(Entries taken from a collection)
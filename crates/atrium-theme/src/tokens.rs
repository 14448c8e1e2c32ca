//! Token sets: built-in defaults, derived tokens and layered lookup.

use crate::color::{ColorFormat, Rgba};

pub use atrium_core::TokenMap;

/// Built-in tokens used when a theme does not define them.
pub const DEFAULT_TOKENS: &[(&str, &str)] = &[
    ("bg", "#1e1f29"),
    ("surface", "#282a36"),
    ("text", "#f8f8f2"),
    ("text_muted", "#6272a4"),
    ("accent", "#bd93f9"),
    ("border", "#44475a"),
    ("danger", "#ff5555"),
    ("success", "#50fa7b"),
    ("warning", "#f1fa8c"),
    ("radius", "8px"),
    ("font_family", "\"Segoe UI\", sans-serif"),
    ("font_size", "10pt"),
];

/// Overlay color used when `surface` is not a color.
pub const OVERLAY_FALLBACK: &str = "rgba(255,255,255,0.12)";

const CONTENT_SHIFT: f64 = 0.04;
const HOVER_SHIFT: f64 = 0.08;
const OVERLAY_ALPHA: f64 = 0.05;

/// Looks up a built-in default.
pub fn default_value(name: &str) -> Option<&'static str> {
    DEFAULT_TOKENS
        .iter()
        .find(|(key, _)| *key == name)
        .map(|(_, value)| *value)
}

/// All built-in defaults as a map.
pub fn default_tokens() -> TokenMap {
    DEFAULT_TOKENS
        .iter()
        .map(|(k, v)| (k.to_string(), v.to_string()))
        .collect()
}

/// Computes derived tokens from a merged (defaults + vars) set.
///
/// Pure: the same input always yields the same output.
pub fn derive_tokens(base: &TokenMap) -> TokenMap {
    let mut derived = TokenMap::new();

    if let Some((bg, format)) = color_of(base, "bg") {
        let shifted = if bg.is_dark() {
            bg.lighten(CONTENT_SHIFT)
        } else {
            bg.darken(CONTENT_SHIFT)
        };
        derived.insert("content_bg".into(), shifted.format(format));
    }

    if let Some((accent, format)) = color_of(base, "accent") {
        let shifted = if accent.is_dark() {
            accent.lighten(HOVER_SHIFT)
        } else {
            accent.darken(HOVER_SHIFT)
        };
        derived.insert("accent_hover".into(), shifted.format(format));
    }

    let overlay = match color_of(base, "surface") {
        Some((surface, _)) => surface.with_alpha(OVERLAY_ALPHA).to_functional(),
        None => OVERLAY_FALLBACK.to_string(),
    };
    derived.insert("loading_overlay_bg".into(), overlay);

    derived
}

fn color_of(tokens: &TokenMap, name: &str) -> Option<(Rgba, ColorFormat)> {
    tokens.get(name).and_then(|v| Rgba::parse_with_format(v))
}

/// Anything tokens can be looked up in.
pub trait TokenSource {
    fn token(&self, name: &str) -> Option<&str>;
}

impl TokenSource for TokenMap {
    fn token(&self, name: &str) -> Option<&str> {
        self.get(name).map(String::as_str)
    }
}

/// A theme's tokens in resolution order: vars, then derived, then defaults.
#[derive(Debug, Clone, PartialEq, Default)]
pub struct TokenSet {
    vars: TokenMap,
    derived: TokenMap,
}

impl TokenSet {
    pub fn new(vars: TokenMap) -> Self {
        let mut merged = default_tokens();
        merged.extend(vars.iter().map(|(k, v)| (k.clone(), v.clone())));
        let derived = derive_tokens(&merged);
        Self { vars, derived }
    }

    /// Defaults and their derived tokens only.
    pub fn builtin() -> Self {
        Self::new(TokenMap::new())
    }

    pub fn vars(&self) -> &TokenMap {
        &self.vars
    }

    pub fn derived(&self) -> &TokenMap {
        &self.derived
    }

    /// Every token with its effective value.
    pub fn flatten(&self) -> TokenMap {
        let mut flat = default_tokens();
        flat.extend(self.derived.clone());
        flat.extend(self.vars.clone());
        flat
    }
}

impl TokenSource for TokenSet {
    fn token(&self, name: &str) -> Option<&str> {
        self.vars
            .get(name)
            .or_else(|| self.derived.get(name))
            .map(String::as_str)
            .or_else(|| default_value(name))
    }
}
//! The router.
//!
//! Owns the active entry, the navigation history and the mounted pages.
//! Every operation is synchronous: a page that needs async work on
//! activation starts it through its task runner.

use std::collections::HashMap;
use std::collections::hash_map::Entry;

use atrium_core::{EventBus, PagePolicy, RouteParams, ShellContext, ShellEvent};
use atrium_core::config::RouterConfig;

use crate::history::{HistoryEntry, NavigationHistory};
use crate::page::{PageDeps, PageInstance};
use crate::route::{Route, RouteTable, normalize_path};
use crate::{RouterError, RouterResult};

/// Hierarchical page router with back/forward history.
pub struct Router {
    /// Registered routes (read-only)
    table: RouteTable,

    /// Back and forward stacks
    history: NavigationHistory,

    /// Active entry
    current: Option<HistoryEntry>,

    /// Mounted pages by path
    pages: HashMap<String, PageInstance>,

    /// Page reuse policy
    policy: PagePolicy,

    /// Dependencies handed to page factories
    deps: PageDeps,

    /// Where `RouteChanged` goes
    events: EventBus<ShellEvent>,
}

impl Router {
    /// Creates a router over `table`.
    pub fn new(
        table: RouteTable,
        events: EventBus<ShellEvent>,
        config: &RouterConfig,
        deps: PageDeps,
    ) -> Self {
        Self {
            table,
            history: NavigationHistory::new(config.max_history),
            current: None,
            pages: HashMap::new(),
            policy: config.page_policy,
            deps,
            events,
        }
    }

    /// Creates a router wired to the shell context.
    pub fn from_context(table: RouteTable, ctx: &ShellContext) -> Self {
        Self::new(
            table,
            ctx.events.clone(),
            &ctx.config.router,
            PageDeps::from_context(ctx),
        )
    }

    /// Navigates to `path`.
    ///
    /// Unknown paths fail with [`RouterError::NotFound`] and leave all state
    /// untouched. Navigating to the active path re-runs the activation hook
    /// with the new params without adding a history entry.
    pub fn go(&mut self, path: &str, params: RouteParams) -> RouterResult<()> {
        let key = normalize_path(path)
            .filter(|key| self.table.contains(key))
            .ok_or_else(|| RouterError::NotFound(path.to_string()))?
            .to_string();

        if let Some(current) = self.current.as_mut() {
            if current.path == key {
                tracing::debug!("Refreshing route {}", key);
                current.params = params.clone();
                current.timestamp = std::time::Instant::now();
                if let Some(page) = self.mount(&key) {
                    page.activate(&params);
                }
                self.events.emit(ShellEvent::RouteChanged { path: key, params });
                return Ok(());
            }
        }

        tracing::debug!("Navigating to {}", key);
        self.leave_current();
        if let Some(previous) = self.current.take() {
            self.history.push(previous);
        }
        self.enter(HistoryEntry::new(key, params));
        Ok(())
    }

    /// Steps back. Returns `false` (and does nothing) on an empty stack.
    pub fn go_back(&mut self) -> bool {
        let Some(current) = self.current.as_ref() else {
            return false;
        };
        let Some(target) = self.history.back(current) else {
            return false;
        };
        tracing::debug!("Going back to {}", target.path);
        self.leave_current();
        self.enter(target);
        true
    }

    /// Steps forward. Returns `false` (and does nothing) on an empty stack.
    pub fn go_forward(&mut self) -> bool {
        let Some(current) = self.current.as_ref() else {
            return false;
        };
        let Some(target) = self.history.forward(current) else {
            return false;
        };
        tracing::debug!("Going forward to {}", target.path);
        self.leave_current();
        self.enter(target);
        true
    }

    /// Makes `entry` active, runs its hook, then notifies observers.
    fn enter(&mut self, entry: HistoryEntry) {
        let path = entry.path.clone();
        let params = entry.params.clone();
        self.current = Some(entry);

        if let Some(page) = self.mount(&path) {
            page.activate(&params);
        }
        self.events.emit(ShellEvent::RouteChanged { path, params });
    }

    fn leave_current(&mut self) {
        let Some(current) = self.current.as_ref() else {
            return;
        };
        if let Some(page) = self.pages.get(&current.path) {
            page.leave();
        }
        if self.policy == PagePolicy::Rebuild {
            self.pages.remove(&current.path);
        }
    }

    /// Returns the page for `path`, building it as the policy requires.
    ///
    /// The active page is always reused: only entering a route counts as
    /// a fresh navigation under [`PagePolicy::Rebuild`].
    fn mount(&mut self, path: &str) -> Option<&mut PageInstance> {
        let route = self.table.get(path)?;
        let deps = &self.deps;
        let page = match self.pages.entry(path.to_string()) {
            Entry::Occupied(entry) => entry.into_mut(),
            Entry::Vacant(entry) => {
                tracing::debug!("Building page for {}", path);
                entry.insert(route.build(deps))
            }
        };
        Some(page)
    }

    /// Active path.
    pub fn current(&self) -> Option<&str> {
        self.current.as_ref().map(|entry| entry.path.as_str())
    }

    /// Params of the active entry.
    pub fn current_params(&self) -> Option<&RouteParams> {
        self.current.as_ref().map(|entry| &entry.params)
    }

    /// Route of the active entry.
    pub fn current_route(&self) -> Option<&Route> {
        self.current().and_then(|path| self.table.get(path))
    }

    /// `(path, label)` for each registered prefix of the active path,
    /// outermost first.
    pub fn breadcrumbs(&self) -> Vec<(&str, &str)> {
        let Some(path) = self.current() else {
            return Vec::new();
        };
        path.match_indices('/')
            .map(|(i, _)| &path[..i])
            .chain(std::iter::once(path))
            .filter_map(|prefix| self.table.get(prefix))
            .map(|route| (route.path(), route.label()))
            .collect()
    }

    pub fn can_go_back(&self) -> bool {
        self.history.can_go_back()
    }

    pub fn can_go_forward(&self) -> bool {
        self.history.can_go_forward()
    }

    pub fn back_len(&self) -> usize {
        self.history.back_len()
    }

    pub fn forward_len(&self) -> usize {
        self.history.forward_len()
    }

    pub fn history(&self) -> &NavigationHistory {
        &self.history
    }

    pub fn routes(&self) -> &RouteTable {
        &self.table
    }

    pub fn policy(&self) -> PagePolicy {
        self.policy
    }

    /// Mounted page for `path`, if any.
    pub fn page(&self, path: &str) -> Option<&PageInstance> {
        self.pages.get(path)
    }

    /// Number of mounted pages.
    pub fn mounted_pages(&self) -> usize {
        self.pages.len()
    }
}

...

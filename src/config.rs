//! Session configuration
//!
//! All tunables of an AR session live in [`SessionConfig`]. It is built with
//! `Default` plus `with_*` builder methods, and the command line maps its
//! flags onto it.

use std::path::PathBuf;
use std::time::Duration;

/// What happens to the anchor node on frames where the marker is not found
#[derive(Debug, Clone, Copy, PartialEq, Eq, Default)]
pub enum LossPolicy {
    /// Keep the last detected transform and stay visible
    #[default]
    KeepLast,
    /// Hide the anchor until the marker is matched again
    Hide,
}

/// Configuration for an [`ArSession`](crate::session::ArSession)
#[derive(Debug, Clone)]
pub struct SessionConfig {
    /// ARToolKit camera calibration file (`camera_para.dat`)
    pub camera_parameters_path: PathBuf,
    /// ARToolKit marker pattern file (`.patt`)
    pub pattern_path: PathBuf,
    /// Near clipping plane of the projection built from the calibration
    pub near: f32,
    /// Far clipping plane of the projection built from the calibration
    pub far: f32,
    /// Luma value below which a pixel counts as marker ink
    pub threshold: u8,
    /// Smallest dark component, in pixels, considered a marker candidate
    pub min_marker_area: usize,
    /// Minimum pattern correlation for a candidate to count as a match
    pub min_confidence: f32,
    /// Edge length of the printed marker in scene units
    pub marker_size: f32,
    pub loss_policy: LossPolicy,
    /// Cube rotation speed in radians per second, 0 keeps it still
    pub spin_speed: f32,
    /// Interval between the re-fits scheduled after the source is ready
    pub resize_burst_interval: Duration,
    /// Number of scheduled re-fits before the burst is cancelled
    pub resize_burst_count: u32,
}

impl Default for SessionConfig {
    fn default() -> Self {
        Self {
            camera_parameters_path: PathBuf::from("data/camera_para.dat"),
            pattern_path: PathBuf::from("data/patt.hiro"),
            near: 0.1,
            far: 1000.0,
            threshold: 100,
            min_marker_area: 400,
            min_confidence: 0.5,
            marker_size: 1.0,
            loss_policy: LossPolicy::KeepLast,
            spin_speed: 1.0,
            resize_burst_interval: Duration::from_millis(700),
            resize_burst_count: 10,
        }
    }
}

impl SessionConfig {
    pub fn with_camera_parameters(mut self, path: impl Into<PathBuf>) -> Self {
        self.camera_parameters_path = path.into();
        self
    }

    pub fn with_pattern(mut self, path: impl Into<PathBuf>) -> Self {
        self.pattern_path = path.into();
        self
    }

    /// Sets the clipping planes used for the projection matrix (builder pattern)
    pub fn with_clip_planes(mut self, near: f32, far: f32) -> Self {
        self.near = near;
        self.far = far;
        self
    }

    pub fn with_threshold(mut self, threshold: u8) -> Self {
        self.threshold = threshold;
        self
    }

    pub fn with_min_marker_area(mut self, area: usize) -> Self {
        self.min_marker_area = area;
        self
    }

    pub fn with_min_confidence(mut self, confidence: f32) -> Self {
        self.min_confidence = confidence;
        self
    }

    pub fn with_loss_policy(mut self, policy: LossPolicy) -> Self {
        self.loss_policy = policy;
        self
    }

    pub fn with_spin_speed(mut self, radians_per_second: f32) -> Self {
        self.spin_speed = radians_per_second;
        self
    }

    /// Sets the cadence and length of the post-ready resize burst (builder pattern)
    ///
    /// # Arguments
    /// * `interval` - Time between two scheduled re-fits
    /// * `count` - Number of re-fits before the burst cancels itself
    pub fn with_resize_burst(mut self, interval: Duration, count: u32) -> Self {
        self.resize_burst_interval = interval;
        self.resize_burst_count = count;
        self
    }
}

■ Problem
Using only the data above, copy out the lines that include the word "PathBuf".

■ The answer
use std::path::PathBuf;
    pub camera_parameters_path: PathBuf,
    pub pattern_path: PathBuf,
            camera_parameters_path: PathBuf::from("data/camera_para.dat"),
            pattern_path: PathBuf::from("data/patt.hiro"),
    pub fn with_camera_parameters(mut self, path: impl Into<PathBuf>) -> Self {
    pub fn with_pattern(mut self, path: impl Into<PathBuf>) -> Self {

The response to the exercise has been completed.